» Exercise instructions
I would like the number of lines in the data that contain the word "repository". Please give that number alone.
[Task data — start]
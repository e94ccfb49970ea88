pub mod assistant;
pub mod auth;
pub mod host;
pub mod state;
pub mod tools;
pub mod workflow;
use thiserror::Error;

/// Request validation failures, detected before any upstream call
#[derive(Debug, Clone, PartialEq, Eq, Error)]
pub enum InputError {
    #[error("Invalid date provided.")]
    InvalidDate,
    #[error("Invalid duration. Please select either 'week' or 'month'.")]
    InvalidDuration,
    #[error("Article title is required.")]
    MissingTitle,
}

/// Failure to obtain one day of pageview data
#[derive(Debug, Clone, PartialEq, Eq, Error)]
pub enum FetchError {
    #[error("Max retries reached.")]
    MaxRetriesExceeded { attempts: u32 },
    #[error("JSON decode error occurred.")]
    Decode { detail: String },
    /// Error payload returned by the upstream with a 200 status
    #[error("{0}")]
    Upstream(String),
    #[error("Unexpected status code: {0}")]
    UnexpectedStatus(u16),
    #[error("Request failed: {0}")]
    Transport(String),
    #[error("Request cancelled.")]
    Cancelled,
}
[Task data — finish]
[Task data — start]
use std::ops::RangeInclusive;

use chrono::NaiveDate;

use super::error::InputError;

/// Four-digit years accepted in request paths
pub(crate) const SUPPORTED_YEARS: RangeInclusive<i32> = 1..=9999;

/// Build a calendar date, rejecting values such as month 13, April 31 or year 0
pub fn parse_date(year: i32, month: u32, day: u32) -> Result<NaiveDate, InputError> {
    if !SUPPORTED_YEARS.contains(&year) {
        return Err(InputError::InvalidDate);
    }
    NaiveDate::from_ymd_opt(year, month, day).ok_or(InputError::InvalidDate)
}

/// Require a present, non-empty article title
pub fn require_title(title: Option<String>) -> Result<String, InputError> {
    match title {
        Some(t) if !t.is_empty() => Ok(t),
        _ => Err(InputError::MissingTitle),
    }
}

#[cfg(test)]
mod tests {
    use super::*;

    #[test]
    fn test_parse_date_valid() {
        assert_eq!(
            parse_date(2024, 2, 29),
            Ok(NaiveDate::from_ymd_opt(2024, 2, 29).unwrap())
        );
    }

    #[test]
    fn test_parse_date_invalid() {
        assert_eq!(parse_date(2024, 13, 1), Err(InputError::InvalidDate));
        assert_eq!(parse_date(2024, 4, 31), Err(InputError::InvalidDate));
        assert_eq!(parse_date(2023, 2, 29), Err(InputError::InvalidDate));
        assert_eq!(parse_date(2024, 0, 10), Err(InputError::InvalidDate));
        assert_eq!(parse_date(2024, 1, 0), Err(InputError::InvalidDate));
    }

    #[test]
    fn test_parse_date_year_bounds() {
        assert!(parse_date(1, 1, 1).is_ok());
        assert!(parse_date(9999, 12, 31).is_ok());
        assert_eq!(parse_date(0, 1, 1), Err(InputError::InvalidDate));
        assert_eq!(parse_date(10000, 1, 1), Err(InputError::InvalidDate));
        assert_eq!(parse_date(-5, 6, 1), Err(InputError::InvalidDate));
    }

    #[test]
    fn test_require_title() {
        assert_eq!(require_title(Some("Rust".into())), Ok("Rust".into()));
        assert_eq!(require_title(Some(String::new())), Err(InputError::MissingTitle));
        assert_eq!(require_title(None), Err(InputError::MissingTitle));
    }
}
[Task data — finish]
[Task data — start]
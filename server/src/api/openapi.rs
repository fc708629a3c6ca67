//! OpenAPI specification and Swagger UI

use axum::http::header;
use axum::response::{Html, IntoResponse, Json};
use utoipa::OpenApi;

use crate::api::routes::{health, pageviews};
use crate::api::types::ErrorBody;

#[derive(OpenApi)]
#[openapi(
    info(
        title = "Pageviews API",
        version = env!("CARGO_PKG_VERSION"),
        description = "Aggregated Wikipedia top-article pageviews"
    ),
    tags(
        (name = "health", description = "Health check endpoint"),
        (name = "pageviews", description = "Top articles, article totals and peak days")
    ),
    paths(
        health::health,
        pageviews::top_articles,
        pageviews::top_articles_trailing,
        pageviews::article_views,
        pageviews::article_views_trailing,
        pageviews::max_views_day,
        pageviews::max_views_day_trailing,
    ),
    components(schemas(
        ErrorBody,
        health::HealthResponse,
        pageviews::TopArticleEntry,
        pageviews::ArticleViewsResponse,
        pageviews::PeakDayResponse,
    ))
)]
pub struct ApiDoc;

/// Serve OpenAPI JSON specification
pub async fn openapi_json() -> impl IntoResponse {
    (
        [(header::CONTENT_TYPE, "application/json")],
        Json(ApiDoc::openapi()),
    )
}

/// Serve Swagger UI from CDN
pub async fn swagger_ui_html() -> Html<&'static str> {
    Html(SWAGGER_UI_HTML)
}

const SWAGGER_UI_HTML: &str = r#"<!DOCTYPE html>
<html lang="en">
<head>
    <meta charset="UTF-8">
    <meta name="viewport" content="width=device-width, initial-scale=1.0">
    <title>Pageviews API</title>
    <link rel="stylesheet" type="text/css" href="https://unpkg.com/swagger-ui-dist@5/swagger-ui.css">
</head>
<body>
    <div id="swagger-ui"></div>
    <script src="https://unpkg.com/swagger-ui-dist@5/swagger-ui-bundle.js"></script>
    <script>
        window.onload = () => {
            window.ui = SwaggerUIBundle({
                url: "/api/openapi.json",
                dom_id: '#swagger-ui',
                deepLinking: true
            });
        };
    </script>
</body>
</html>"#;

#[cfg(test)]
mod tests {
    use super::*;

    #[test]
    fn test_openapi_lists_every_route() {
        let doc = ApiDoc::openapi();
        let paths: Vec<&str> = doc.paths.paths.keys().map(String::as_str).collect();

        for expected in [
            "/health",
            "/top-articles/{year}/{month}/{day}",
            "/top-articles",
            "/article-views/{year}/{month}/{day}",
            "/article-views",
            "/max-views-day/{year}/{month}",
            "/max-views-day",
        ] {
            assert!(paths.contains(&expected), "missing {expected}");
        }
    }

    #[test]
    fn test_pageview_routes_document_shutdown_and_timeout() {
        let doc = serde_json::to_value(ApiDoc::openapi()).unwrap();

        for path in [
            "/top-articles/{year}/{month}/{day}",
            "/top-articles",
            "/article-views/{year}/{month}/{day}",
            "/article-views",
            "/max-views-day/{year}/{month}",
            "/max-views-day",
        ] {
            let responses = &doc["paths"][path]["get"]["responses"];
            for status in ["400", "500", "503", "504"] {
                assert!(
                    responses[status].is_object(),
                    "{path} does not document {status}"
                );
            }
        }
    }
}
[Task data — finish]
» Completed exercise
2